Task prompt:
Filter the entries down to the lines holding "ResponseTemplate", then copy those lines.

Data for the task:

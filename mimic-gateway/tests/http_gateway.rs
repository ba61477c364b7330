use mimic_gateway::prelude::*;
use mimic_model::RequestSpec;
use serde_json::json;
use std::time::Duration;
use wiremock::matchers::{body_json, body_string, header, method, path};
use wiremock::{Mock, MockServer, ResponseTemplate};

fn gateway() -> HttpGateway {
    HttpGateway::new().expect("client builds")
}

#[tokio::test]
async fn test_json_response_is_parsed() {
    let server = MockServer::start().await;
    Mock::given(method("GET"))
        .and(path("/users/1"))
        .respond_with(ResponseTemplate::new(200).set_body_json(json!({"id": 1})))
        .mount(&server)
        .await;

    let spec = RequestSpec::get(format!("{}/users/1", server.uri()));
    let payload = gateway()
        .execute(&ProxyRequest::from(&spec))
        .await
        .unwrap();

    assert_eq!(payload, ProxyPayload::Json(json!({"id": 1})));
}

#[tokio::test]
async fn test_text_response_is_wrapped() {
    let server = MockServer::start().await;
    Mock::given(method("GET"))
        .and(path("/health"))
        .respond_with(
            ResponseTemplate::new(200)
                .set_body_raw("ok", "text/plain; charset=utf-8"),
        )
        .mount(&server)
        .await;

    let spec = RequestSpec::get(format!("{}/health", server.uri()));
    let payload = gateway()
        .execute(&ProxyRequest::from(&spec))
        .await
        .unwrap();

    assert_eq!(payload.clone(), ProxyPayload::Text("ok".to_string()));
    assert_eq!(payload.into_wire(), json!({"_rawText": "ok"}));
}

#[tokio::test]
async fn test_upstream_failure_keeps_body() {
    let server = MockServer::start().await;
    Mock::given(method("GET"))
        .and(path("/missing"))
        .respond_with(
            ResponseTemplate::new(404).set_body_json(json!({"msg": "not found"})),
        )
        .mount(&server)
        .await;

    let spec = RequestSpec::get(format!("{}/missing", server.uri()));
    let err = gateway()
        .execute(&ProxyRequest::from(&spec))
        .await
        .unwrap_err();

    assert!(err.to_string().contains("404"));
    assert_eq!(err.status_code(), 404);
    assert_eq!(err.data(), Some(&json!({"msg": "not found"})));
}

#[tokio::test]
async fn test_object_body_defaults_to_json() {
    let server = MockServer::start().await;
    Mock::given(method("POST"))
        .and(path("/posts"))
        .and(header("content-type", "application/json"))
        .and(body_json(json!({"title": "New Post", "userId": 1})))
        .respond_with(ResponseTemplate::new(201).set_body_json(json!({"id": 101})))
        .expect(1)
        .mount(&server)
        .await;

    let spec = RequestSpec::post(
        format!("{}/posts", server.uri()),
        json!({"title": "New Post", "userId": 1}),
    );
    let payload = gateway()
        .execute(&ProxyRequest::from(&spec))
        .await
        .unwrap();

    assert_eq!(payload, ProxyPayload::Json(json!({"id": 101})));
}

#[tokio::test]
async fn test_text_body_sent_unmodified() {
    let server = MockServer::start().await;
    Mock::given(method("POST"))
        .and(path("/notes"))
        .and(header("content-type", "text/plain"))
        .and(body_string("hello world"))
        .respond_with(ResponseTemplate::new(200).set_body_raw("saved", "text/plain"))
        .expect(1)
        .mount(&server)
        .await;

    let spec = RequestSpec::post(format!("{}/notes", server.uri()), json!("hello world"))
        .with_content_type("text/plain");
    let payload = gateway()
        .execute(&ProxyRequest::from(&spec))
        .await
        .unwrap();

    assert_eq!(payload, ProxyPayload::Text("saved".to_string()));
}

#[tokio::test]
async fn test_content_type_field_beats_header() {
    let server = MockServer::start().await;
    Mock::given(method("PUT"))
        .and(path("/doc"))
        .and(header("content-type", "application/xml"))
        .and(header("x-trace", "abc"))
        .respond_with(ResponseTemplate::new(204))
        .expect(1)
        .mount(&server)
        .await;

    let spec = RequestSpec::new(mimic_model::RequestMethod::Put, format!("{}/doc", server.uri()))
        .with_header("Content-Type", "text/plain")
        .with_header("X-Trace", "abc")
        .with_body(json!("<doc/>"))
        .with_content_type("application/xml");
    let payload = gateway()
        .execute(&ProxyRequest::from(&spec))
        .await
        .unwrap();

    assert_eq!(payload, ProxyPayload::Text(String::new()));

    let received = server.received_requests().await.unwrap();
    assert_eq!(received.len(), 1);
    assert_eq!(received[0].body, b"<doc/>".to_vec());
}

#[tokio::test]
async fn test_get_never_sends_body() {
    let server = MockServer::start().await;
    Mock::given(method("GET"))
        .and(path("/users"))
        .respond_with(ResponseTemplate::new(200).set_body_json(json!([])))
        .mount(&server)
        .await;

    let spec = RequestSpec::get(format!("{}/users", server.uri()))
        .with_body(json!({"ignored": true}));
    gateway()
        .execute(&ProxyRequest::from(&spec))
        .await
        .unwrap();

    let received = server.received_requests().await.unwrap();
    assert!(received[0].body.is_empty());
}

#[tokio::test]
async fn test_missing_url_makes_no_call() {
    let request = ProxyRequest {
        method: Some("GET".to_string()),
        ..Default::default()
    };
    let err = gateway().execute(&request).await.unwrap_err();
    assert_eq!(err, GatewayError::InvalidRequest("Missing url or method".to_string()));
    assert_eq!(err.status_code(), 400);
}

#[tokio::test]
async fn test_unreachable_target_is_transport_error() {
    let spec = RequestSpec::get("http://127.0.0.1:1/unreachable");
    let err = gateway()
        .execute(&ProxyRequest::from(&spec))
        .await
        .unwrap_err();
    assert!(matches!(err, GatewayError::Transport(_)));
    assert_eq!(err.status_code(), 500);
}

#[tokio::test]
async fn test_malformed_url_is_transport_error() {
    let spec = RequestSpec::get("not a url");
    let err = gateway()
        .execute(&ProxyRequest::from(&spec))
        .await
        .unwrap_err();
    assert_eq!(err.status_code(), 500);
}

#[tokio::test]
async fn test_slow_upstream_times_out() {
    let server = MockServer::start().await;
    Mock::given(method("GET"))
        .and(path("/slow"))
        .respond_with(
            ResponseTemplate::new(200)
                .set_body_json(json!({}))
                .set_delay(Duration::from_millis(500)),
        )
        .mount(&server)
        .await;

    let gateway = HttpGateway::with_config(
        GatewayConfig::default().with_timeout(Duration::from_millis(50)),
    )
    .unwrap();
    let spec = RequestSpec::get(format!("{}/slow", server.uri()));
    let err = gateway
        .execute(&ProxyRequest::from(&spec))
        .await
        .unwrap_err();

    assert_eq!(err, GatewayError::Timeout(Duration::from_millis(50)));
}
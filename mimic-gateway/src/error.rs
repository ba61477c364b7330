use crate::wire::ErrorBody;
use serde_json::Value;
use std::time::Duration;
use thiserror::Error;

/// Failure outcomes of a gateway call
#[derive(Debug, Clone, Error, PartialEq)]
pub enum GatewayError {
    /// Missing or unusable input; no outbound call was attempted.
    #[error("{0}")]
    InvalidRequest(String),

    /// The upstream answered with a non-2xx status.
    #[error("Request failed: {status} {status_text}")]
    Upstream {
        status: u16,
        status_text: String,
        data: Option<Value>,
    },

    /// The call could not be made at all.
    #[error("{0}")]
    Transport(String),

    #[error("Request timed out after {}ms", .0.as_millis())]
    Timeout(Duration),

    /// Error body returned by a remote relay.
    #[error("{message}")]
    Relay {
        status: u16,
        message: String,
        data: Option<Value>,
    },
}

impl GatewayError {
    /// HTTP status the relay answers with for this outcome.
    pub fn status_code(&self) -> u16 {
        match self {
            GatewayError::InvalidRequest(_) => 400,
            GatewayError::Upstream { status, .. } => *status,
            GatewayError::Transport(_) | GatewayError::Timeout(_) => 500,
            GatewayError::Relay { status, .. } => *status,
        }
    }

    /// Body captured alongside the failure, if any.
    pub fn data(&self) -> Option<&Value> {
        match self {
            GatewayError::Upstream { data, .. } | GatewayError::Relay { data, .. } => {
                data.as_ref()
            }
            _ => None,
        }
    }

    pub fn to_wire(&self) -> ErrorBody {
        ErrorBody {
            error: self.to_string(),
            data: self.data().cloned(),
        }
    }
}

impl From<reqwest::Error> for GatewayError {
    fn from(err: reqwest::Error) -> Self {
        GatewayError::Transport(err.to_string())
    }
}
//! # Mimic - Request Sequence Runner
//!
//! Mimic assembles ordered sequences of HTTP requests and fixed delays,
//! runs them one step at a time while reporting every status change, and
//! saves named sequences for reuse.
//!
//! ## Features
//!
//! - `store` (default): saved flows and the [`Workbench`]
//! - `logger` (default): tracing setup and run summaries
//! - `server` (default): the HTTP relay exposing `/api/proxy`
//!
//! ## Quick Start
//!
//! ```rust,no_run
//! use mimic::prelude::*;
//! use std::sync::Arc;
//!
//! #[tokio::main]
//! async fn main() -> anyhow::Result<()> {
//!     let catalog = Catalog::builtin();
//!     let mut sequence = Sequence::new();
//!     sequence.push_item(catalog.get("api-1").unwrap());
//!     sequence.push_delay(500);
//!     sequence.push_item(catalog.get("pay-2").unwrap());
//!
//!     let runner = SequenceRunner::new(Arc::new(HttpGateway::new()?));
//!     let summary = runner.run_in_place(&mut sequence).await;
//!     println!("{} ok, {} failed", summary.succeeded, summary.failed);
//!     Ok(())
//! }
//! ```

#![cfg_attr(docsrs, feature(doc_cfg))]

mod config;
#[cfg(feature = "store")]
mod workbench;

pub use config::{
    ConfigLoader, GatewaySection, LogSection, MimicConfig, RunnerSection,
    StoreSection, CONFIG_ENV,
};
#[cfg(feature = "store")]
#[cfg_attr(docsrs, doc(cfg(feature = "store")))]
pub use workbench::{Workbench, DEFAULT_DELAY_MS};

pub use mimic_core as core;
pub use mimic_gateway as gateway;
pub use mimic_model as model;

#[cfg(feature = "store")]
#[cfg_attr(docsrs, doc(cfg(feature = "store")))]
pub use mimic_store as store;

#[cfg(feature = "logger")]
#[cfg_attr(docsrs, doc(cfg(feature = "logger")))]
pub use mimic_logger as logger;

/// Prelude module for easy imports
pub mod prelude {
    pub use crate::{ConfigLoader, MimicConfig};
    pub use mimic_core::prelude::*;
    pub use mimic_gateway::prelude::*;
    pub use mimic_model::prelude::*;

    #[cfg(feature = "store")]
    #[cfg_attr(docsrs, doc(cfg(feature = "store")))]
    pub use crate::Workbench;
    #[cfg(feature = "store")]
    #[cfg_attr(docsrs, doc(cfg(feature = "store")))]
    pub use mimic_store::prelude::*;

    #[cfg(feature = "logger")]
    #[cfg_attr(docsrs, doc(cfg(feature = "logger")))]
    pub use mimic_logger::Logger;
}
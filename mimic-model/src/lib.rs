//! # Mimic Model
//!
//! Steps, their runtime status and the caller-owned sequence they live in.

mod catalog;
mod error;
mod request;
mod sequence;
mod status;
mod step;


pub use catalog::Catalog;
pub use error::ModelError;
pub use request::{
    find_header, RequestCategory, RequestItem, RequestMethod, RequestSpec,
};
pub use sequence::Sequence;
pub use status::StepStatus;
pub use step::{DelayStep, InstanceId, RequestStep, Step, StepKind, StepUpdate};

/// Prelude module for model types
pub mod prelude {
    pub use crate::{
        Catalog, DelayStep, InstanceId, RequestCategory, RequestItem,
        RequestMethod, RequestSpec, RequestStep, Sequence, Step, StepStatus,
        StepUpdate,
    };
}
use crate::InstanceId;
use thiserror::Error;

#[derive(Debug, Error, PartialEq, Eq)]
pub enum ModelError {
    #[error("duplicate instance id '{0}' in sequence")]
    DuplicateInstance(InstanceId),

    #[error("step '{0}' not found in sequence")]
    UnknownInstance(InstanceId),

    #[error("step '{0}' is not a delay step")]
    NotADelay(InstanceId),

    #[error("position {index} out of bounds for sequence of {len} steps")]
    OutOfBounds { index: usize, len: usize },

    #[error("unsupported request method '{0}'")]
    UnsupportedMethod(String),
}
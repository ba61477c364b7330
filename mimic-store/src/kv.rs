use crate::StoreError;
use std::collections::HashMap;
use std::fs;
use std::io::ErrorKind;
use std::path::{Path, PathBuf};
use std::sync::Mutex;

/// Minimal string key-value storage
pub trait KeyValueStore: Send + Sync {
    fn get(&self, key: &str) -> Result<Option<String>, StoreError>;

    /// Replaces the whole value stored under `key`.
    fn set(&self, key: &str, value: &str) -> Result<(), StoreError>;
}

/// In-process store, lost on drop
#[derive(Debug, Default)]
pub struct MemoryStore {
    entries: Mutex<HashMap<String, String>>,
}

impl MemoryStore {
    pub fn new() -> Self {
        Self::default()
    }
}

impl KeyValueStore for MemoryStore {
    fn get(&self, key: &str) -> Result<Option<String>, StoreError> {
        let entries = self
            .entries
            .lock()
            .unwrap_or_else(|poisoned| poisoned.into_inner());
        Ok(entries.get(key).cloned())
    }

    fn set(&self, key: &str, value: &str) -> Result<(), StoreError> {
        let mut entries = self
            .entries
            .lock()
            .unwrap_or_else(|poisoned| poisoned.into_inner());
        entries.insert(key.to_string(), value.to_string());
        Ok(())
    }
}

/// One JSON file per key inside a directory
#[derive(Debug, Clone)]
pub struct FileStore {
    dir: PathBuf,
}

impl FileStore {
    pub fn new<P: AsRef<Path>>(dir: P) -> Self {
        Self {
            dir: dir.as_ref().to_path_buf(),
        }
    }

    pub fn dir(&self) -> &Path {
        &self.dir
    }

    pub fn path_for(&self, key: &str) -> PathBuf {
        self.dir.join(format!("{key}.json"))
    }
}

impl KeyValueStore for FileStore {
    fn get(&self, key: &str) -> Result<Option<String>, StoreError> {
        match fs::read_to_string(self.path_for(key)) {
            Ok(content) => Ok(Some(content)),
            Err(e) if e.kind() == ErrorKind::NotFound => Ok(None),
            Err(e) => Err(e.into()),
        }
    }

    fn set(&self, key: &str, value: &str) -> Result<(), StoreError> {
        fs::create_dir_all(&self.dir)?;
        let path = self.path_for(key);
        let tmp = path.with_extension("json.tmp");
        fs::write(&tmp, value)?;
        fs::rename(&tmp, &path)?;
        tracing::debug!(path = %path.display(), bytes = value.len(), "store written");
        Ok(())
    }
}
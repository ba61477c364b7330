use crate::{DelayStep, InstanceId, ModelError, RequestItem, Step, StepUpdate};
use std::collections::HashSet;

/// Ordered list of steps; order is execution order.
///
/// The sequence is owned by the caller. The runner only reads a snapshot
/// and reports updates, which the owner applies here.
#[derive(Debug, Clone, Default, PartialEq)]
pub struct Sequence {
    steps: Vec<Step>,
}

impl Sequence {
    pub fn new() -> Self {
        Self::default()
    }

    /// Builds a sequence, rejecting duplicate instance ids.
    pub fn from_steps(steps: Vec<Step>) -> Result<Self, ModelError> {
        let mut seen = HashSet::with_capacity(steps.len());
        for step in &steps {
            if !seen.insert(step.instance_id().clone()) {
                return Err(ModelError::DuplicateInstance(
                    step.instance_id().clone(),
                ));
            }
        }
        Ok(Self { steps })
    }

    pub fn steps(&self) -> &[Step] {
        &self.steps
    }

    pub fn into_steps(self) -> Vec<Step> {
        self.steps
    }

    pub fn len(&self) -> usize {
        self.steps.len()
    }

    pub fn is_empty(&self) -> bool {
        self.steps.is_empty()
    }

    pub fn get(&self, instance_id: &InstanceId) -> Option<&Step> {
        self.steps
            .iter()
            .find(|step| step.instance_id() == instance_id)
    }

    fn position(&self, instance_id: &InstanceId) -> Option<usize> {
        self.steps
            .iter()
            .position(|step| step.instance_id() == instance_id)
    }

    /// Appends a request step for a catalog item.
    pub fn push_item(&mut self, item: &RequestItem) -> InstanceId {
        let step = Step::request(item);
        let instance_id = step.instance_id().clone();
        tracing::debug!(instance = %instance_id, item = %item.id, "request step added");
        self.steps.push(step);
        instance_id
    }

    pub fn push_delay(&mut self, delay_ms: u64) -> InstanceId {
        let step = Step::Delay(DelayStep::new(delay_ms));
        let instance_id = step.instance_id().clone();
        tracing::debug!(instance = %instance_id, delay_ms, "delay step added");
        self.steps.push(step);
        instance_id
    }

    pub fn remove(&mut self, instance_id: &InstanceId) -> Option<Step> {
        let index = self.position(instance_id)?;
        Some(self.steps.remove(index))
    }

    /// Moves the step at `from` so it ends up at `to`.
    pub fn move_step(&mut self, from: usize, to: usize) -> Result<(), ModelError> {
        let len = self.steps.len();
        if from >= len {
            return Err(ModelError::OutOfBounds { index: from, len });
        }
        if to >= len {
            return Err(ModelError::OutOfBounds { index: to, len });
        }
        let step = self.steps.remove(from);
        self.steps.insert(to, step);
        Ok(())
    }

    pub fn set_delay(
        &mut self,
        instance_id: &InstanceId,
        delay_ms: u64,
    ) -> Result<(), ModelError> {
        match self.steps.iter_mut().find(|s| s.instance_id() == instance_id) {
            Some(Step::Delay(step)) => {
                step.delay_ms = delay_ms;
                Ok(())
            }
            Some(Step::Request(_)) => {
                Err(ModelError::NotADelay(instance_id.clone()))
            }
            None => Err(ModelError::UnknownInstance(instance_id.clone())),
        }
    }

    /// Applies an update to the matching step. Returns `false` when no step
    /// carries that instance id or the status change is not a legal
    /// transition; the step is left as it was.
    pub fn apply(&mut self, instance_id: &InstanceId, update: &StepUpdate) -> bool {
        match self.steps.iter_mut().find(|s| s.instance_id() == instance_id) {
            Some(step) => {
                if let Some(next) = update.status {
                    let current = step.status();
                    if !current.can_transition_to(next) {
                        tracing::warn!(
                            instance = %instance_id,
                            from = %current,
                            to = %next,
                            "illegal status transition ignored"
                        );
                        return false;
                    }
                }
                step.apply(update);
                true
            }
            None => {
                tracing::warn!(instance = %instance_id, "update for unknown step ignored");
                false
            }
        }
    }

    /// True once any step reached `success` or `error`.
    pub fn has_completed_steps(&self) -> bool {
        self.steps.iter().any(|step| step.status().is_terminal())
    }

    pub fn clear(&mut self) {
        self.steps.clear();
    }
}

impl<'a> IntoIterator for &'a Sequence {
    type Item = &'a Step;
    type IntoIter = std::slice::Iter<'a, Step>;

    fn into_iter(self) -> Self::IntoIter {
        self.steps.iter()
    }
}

Answer to this task:
use wiremock::{Mock, MockServer, ResponseTemplate};
        .respond_with(ResponseTemplate::new(200).set_body_json(json!({"id": 1})))
            ResponseTemplate::new(200)
            ResponseTemplate::new(404).set_body_json(json!({"msg": "not found"})),
        .respond_with(ResponseTemplate::new(201).set_body_json(json!({"id": 101})))
        .respond_with(ResponseTemplate::new(200).set_body_raw("saved", "text/plain"))
        .respond_with(ResponseTemplate::new(204))
        .respond_with(ResponseTemplate::new(200).set_body_json(json!([])))
            ResponseTemplate::new(200)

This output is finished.